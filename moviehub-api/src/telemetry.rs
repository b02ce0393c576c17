/// Tracing subscriber setup shared by the server and seed binaries
///
/// `RUST_LOG` overrides the default filter. `LOG_FORMAT=json` switches to
/// one JSON object per line.

use crate::config::LogFormat;
use tracing_subscriber::{fmt, layer::SubscriberExt, util::SubscriberInitExt, EnvFilter};

/// Installs the global subscriber
pub fn init(default_filter: &str) {
    let format = LogFormat::from_env();

    tracing_subscriber::registry()
        .with(EnvFilter::try_from_default_env().unwrap_or_else(|_| default_filter.into()))
        .with((format == LogFormat::Text).then(fmt::layer))
        .with((format == LogFormat::Json).then(|| fmt::layer().json()))
        .init();
}
/// Middleware for the API server
///
/// - `auth`: JWT and admin gates that populate `AuthContext`
/// - `error_detail`: Internal error detail in development responses

pub mod auth;
pub mod error_detail;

WHAT YOU NEED TO DO:
Print out, without change, each line from the line holding "in development responses" to the final line of the material.

ANSWER TO THIS EXERCISE:
/// - `error_detail`: Internal error detail in development responses

pub mod auth;
pub mod error_detail;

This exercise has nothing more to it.